Instructions for the task
Please output every record exactly, keeping each line as it is.

*** Record extracts ***

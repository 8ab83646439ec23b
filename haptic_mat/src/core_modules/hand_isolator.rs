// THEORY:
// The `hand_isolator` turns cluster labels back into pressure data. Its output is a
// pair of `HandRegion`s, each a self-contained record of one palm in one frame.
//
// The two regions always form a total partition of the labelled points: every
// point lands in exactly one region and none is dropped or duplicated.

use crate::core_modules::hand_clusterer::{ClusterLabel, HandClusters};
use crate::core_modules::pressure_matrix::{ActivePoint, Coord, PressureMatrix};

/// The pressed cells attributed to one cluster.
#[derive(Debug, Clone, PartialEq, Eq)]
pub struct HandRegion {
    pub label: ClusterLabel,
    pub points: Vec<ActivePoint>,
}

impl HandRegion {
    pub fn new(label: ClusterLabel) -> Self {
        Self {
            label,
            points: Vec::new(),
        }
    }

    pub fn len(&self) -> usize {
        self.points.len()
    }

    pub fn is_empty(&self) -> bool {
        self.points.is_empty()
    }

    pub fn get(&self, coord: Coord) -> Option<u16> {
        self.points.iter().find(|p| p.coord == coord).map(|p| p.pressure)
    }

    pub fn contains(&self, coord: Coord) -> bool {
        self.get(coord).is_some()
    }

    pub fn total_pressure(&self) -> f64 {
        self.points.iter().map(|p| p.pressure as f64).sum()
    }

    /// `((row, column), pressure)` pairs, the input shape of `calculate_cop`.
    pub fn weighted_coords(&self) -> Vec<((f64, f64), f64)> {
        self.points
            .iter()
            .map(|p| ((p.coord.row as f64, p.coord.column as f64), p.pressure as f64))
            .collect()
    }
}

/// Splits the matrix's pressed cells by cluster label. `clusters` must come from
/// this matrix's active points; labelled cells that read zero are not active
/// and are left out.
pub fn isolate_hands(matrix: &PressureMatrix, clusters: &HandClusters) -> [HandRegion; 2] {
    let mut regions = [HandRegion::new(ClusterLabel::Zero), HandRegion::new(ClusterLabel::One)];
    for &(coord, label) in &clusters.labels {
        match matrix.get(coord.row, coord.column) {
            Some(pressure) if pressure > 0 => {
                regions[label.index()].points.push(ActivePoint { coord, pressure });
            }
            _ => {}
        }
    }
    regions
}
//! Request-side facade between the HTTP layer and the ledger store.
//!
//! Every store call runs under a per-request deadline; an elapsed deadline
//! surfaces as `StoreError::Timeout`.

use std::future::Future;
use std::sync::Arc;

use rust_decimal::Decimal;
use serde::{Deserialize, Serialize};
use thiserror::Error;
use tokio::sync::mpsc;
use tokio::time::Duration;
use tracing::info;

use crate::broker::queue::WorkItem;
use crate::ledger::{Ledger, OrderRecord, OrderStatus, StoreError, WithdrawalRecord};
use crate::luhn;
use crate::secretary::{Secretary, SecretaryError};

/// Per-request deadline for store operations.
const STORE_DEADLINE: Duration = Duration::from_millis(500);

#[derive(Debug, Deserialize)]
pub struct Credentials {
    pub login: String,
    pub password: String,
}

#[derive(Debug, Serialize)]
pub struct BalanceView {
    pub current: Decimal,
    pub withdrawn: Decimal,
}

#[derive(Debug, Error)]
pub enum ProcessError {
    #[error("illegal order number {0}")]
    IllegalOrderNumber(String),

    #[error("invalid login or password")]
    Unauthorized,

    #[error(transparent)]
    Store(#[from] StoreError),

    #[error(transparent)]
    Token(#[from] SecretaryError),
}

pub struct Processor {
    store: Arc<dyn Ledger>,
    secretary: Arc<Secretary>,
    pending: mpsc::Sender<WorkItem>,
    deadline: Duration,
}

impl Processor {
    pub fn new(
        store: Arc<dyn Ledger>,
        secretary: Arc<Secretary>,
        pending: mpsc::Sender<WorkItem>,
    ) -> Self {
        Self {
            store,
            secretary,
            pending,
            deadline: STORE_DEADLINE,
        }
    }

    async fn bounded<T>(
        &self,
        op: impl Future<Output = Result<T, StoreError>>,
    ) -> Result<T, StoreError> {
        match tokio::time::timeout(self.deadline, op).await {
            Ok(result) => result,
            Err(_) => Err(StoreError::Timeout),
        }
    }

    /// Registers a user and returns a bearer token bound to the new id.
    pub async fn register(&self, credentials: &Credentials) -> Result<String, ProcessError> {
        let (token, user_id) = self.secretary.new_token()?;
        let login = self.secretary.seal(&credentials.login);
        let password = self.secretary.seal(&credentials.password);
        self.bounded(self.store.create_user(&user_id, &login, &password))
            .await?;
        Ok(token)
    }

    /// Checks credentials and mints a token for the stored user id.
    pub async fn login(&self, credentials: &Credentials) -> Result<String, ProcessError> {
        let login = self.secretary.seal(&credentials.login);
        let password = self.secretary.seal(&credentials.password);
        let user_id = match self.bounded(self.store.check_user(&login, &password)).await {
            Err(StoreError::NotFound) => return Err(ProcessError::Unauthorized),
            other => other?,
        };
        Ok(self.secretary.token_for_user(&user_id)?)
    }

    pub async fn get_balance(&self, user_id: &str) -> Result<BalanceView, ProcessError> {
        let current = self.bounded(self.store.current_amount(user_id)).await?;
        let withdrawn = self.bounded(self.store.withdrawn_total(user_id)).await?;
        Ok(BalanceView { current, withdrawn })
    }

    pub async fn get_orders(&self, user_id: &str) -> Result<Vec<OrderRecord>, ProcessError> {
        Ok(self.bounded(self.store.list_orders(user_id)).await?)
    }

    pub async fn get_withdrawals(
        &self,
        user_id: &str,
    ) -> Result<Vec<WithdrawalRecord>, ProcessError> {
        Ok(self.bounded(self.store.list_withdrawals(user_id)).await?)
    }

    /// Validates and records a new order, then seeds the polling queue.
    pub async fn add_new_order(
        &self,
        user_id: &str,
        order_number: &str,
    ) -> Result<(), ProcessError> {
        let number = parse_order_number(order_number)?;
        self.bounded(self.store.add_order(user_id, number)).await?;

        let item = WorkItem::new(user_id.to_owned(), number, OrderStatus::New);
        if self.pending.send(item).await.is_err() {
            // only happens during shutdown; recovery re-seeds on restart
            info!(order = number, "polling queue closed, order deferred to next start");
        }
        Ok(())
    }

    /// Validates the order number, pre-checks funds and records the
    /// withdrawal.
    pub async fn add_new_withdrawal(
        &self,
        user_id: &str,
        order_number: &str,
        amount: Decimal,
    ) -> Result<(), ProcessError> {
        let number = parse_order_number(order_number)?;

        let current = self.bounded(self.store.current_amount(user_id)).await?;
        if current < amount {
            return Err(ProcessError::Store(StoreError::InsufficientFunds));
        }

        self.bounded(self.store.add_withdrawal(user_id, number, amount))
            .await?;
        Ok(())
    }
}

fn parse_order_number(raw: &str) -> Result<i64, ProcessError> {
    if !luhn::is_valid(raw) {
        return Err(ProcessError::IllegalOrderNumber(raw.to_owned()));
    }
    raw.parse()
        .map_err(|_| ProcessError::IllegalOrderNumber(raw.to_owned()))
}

***

Task solution
repository 8ab83646439ec23b
filename haptic_mat/src/core_modules/hand_isolator.rs
// THEORY:
// The `hand_isolator` turns cluster labels back into pressure data. Its output is a
// pair of `HandRegion`s, each a self-contained record of one palm in one frame.
//
// The two regions always form a total partition of the labelled points: every
// point lands in exactly one region and none is dropped or duplicated.

use crate::core_modules::hand_clusterer::{ClusterLabel, HandClusters};
use crate::core_modules::pressure_matrix::{ActivePoint, Coord, PressureMatrix};

/// The pressed cells attributed to one cluster.
#[derive(Debug, Clone, PartialEq, Eq)]
pub struct HandRegion {
    pub label: ClusterLabel,
    pub points: Vec<ActivePoint>,
}

impl HandRegion {
    pub fn new(label: ClusterLabel) -> Self {
        Self {
            label,
            points: Vec::new(),
        }
    }

    pub fn len(&self) -> usize {
        self.points.len()
    }

    pub fn is_empty(&self) -> bool {
        self.points.is_empty()
    }

    pub fn get(&self, coord: Coord) -> Option<u16> {
        self.points.iter().find(|p| p.coord == coord).map(|p| p.pressure)
    }

    pub fn contains(&self, coord: Coord) -> bool {
        self.get(coord).is_some()
    }

    pub fn total_pressure(&self) -> f64 {
        self.points.iter().map(|p| p.pressure as f64).sum()
    }

    /// `((row, column), pressure)` pairs, the input shape of `calculate_cop`.
    pub fn weighted_coords(&self) -> Vec<((f64, f64), f64)> {
        self.points
            .iter()
            .map(|p| ((p.coord.row as f64, p.coord.column as f64), p.pressure as f64))
            .collect()
    }
}

/// Splits the matrix's pressed cells by cluster label. `clusters` must come from
/// this matrix's active points; labelled cells that read zero are not active
/// and are left out.
pub fn isolate_hands(matrix: &PressureMatrix, clusters: &HandClusters) -> [HandRegion; 2] {
    let mut regions = [HandRegion::new(ClusterLabel::Zero), HandRegion::new(ClusterLabel::One)];
    for &(coord, label) in &clusters.labels {
        match matrix.get(coord.row, coord.column) {
            Some(pressure) if pressure > 0 => {
                regions[label.index()].points.push(ActivePoint { coord, pressure });
            }
            _ => {}
        }
    }
    regions
}
//! Request-side facade between the HTTP layer and the ledger store.
//!
//! Every store call runs under a per-request deadline; an elapsed deadline
//! surfaces as `StoreError::Timeout`.

use std::future::Future;
use std::sync::Arc;

use rust_decimal::Decimal;
use serde::{Deserialize, Serialize};
use thiserror::Error;
use tokio::sync::mpsc;
use tokio::time::Duration;
use tracing::info;

use crate::broker::queue::WorkItem;
use crate::ledger::{Ledger, OrderRecord, OrderStatus, StoreError, WithdrawalRecord};
use crate::luhn;
use crate::secretary::{Secretary, SecretaryError};

/// Per-request deadline for store operations.
const STORE_DEADLINE: Duration = Duration::from_millis(500);

#[derive(Debug, Deserialize)]
pub struct Credentials {
    pub login: String,
    pub password: String,
}

#[derive(Debug, Serialize)]
pub struct BalanceView {
    pub current: Decimal,
    pub withdrawn: Decimal,
}

#[derive(Debug, Error)]
pub enum ProcessError {
    #[error("illegal order number {0}")]
    IllegalOrderNumber(String),

    #[error("invalid login or password")]
    Unauthorized,

    #[error(transparent)]
    Store(#[from] StoreError),

    #[error(transparent)]
    Token(#[from] SecretaryError),
}

pub struct Processor {
    store: Arc<dyn Ledger>,
    secretary: Arc<Secretary>,
    pending: mpsc::Sender<WorkItem>,
    deadline: Duration,
}

impl Processor {
    pub fn new(
        store: Arc<dyn Ledger>,
        secretary: Arc<Secretary>,
        pending: mpsc::Sender<WorkItem>,
    ) -> Self {
        Self {
            store,
            secretary,
            pending,
            deadline: STORE_DEADLINE,
        }
    }

    async fn bounded<T>(
        &self,
        op: impl Future<Output = Result<T, StoreError>>,
    ) -> Result<T, StoreError> {
        match tokio::time::timeout(self.deadline, op).await {
            Ok(result) => result,
            Err(_) => Err(StoreError::Timeout),
        }
    }

    /// Registers a user and returns a bearer token bound to the new id.
    pub async fn register(&self, credentials: &Credentials) -> Result<String, ProcessError> {
        let (token, user_id) = self.secretary.new_token()?;
        let login = self.secretary.seal(&credentials.login);
        let password = self.secretary.seal(&credentials.password);
        self.bounded(self.store.create_user(&user_id, &login, &password))
            .await?;
        Ok(token)
    }

    /// Checks credentials and mints a token for the stored user id.
    pub async fn login(&self, credentials: &Credentials) -> Result<String, ProcessError> {
        let login = self.secretary.seal(&credentials.login);
        let password = self.secretary.seal(&credentials.password);
        let user_id = match self.bounded(self.store.check_user(&login, &password)).await {
            Err(StoreError::NotFound) => return Err(ProcessError::Unauthorized),
            other => other?,
        };
        Ok(self.secretary.token_for_user(&user_id)?)
    }

    pub async fn get_balance(&self, user_id: &str) -> Result<BalanceView, ProcessError> {
        let current = self.bounded(self.store.current_amount(user_id)).await?;
        let withdrawn = self.bounded(self.store.withdrawn_total(user_id)).await?;
        Ok(BalanceView { current, withdrawn })
    }

    pub async fn get_orders(&self, user_id: &str) -> Result<Vec<OrderRecord>, ProcessError> {
        Ok(self.bounded(self.store.list_orders(user_id)).await?)
    }

    pub async fn get_withdrawals(
        &self,
        user_id: &str,
    ) -> Result<Vec<WithdrawalRecord>, ProcessError> {
        Ok(self.bounded(self.store.list_withdrawals(user_id)).await?)
    }

    /// Validates and records a new order, then seeds the polling queue.
    pub async fn add_new_order(
        &self,
        user_id: &str,
        order_number: &str,
    ) -> Result<(), ProcessError> {
        let number = parse_order_number(order_number)?;
        self.bounded(self.store.add_order(user_id, number)).await?;

        let item = WorkItem::new(user_id.to_owned(), number, OrderStatus::New);
        if self.pending.send(item).await.is_err() {
            // only happens during shutdown; recovery re-seeds on restart
            info!(order = number, "polling queue closed, order deferred to next start");
        }
        Ok(())
    }

    /// Validates the order number, pre-checks funds and records the
    /// withdrawal.
    pub async fn add_new_withdrawal(
        &self,
        user_id: &str,
        order_number: &str,
        amount: Decimal,
    ) -> Result<(), ProcessError> {
        let number = parse_order_number(order_number)?;

        let current = self.bounded(self.store.current_amount(user_id)).await?;
        if current < amount {
            return Err(ProcessError::Store(StoreError::InsufficientFunds));
        }

        self.bounded(self.store.add_withdrawal(user_id, number, amount))
            .await?;
        Ok(())
    }
}

fn parse_order_number(raw: &str) -> Result<i64, ProcessError> {
    if !luhn::is_valid(raw) {
        return Err(ProcessError::IllegalOrderNumber(raw.to_owned()));
    }
    raw.parse()
        .map_err(|_| ProcessError::IllegalOrderNumber(raw.to_owned()))
}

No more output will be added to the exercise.